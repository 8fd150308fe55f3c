//! Field-level contracts shared by standard models and provider models.

use std::collections::BTreeSet;
use std::fmt::Debug;

use serde::de::DeserializeOwned;
use serde::Serialize;
use serde_json::{json, Map, Number, Value};

use crate::domain::IsoDate;
use crate::ValidationError;

/// Flat key/value parameter set as received from callers.
pub type Params = Map<String, Value>;

/// Wire type of a single schema field.
#[derive(Debug, Clone, Copy, PartialEq, Eq, Serialize)]
#[serde(rename_all = "snake_case")]
pub enum FieldKind {
    String,
    Integer,
    Float,
    Boolean,
    Date,
}

impl FieldKind {
    pub const fn type_name(self) -> &'static str {
        match self {
            Self::String => "str",
            Self::Integer => "int",
            Self::Float => "float",
            Self::Boolean => "bool",
            Self::Date => "date",
        }
    }

    const fn json_type(self) -> &'static str {
        match self {
            Self::String | Self::Date => "string",
            Self::Integer => "integer",
            Self::Float => "number",
            Self::Boolean => "boolean",
        }
    }

    fn matches(self, value: &Value) -> bool {
        match self {
            Self::String => value.is_string(),
            Self::Integer => value.is_i64() || value.is_u64(),
            Self::Float => value.is_number(),
            Self::Boolean => value.is_boolean(),
            Self::Date => value
                .as_str()
                .map(|raw| IsoDate::parse(raw).is_ok())
                .unwrap_or(false),
        }
    }

    /// Converts loosely typed caller input (for example CLI strings) into this kind.
    fn coerce(self, field: &str, value: Value) -> Result<Value, ValidationError> {
        let mismatch = |found: &Value| ValidationError::InvalidFieldType {
            field: field.to_owned(),
            expected: self.type_name(),
            found: describe_value(found),
        };

        match (self, value) {
            (Self::String, Value::String(raw)) => Ok(Value::String(raw)),
            (Self::String, Value::Number(number)) => Ok(Value::String(number.to_string())),
            (Self::Integer, Value::Number(number)) if number.is_i64() || number.is_u64() => {
                Ok(Value::Number(number))
            }
            (Self::Integer, Value::String(raw)) => raw
                .trim()
                .parse::<i64>()
                .map(|parsed| Value::Number(parsed.into()))
                .map_err(|_| mismatch(&Value::String(raw))),
            (Self::Float, Value::Number(number)) => Ok(Value::Number(number)),
            (Self::Float, Value::String(raw)) => raw
                .trim()
                .parse::<f64>()
                .ok()
                .and_then(Number::from_f64)
                .map(Value::Number)
                .ok_or_else(|| mismatch(&Value::String(raw))),
            (Self::Boolean, Value::Bool(flag)) => Ok(Value::Bool(flag)),
            (Self::Boolean, Value::String(raw)) => match raw.trim().to_ascii_lowercase().as_str()
            {
                "true" | "1" | "yes" => Ok(Value::Bool(true)),
                "false" | "0" | "no" => Ok(Value::Bool(false)),
                _ => Err(mismatch(&Value::String(raw))),
            },
            (Self::Date, Value::String(raw)) => IsoDate::parse_field(field, &raw)
                .map(|date| Value::String(date.to_string())),
            (_, other) => Err(mismatch(&other)),
        }
    }
}

fn describe_value(value: &Value) -> String {
    match value {
        Value::Null => String::from("null"),
        Value::Bool(flag) => format!("bool {flag}"),
        Value::Number(number) => format!("number {number}"),
        Value::String(raw) => format!("string '{raw}'"),
        Value::Array(_) => String::from("array"),
        Value::Object(_) => String::from("object"),
    }
}

/// One named, typed field of a query or data schema.
#[derive(Debug, Clone, PartialEq, Serialize)]
pub struct Field {
    pub name: String,
    pub kind: FieldKind,
    pub required: bool,
    pub description: String,
    #[serde(skip_serializing_if = "Option::is_none")]
    pub alias: Option<String>,
    #[serde(skip_serializing_if = "Option::is_none")]
    pub default: Option<Value>,
}

impl Field {
    pub fn required(name: &str, kind: FieldKind, description: &str) -> Self {
        Self {
            name: name.to_owned(),
            kind,
            required: true,
            description: description.to_owned(),
            alias: None,
            default: None,
        }
    }

    pub fn optional(name: &str, kind: FieldKind, description: &str) -> Self {
        Self {
            required: false,
            ..Self::required(name, kind, description)
        }
    }

    /// Upstream key this field is read from.
    pub fn alias(mut self, alias: &str) -> Self {
        self.alias = Some(alias.to_owned());
        self
    }

    pub fn default_value(mut self, default: impl Into<Value>) -> Self {
        self.default = Some(default.into());
        self
    }
}

/// Named, ordered collection of fields.
#[derive(Debug, Clone, PartialEq, Serialize)]
pub struct Schema {
    pub name: String,
    pub fields: Vec<Field>,
}

impl Schema {
    pub fn new(name: &str, fields: Vec<Field>) -> Self {
        Self {
            name: name.to_owned(),
            fields,
        }
    }

    /// Schema of `base` plus `extra` fields, named `name`.
    pub fn extend(name: &str, base: Schema, extra: Vec<Field>) -> Self {
        let mut fields = base.fields;
        fields.extend(extra);
        Self {
            name: name.to_owned(),
            fields,
        }
    }

    pub fn field(&self, name: &str) -> Option<&Field> {
        self.fields.iter().find(|field| field.name == name)
    }

    pub fn field_names(&self) -> impl Iterator<Item = &str> {
        self.fields.iter().map(|field| field.name.as_str())
    }

    /// Structural self-check: non-empty name and unique field names.
    pub fn validate(&self) -> Result<(), ValidationError> {
        if self.name.trim().is_empty() {
            return Err(ValidationError::InvalidValue {
                field: String::from("schema"),
                message: String::from("schema name cannot be empty"),
            });
        }

        let mut seen = BTreeSet::new();
        for field in &self.fields {
            if !seen.insert(field.name.as_str()) {
                return Err(ValidationError::DuplicateField {
                    schema: self.name.clone(),
                    field: field.name.clone(),
                });
            }
        }
        Ok(())
    }

    /// Coerces `params` into the declared field kinds and checks required fields.
    ///
    /// Null values are treated as absent. Keys not declared by the schema are rejected.
    pub fn coerce_params(&self, params: &Params) -> Result<Params, ValidationError> {
        if let Some(unknown) = params.keys().find(|key| self.field(key).is_none()) {
            return Err(ValidationError::UnknownParameter {
                name: unknown.clone(),
            });
        }

        let mut coerced = Params::new();
        for field in &self.fields {
            match params.get(&field.name) {
                Some(value) if !value.is_null() => {
                    coerced.insert(field.name.clone(), field.kind.coerce(&field.name, value.clone())?);
                }
                _ if field.required && field.default.is_none() => {
                    return Err(ValidationError::MissingField {
                        field: field.name.clone(),
                    });
                }
                _ => {}
            }
        }
        Ok(coerced)
    }

    /// Checks a produced record: required fields are present and every value has its declared kind.
    pub fn validate_record(&self, record: &Map<String, Value>) -> Result<(), ValidationError> {
        for field in &self.fields {
            match record.get(&field.name) {
                None | Some(Value::Null) if field.required => {
                    return Err(ValidationError::MissingField {
                        field: field.name.clone(),
                    });
                }
                Some(value) if !value.is_null() && !field.kind.matches(value) => {
                    return Err(ValidationError::InvalidFieldType {
                        field: field.name.clone(),
                        expected: field.kind.type_name(),
                        found: describe_value(value),
                    });
                }
                _ => {}
            }
        }
        Ok(())
    }

    /// Checks that `self` is a conforming extension of `standard`.
    ///
    /// Every standard field must be present with the same kind, and every field `self`
    /// requires must also be required by `standard`, so a value built from the standard
    /// required fields alone is always valid for `self`.
    pub fn check_extends(&self, standard: &Schema) -> Result<(), ValidationError> {
        let incompatible = |reason: String| ValidationError::IncompatibleSchema {
            schema: self.name.clone(),
            standard: standard.name.clone(),
            reason,
        };

        for base in &standard.fields {
            let Some(field) = self.field(&base.name) else {
                return Err(incompatible(format!("missing field '{}'", base.name)));
            };
            if field.kind != base.kind {
                return Err(incompatible(format!(
                    "field '{}' is {} instead of {}",
                    base.name,
                    field.kind.type_name(),
                    base.kind.type_name()
                )));
            }
        }

        for field in &self.fields {
            let standard_requires = standard
                .field(&field.name)
                .map(|base| base.required)
                .unwrap_or(false);
            if field.required && field.default.is_none() && !standard_requires {
                return Err(incompatible(format!(
                    "field '{}' is required but optional in the standard",
                    field.name
                )));
            }
        }
        Ok(())
    }

    /// JSON-schema style description used by route schemas and the CLI.
    pub fn json_schema(&self) -> Value {
        let properties = self
            .fields
            .iter()
            .map(|field| {
                let mut property = json!({
                    "type": field.kind.json_type(),
                    "description": field.description,
                });
                if field.kind == FieldKind::Date {
                    property["format"] = json!("date");
                }
                if let Some(default) = &field.default {
                    property["default"] = default.clone();
                }
                (field.name.clone(), property)
            })
            .collect::<Map<String, Value>>();
        let required = self
            .fields
            .iter()
            .filter(|field| field.required)
            .map(|field| field.name.clone())
            .collect::<Vec<_>>();

        json!({
            "title": self.name,
            "type": "object",
            "properties": properties,
            "required": required,
        })
    }
}

/// A serde type with a declared field schema.
pub trait SchemaModel: Serialize + DeserializeOwned + Debug + Clone + Send + Sync + 'static {
    fn schema() -> Schema;

    /// Cross-field checks run after deserialization.
    fn check(&self) -> Result<(), ValidationError> {
        Ok(())
    }

    fn from_record(record: &Map<String, Value>) -> Result<Self, ValidationError> {
        let value = serde_json::from_value::<Self>(Value::Object(record.clone())).map_err(
            |error| ValidationError::InvalidValue {
                field: Self::schema().name,
                message: error.to_string(),
            },
        )?;
        value.check()?;
        Ok(value)
    }

    fn to_record(&self) -> Result<Map<String, Value>, ValidationError> {
        match serde_json::to_value(self) {
            Ok(Value::Object(record)) => Ok(record),
            Ok(other) => Err(ValidationError::InvalidValue {
                field: Self::schema().name,
                message: format!("expected an object, got {}", describe_value(&other)),
            }),
            Err(error) => Err(ValidationError::InvalidValue {
                field: Self::schema().name,
                message: error.to_string(),
            }),
        }
    }
}

/// Marker for query parameter models.
pub trait QueryParams: SchemaModel {}

/// Marker for result record models.
pub trait Data: SchemaModel {}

**REQUIREMENT**
Read through the entries above and copy each line that has the string "Debug" in it.

**RESULT FOR THIS TASK**
use std::fmt::Debug;
#[derive(Debug, Clone, Copy, PartialEq, Eq, Serialize)]
#[derive(Debug, Clone, PartialEq, Serialize)]
#[derive(Debug, Clone, PartialEq, Serialize)]
pub trait SchemaModel: Serialize + DeserializeOwned + Debug + Clone + Send + Sync + 'static {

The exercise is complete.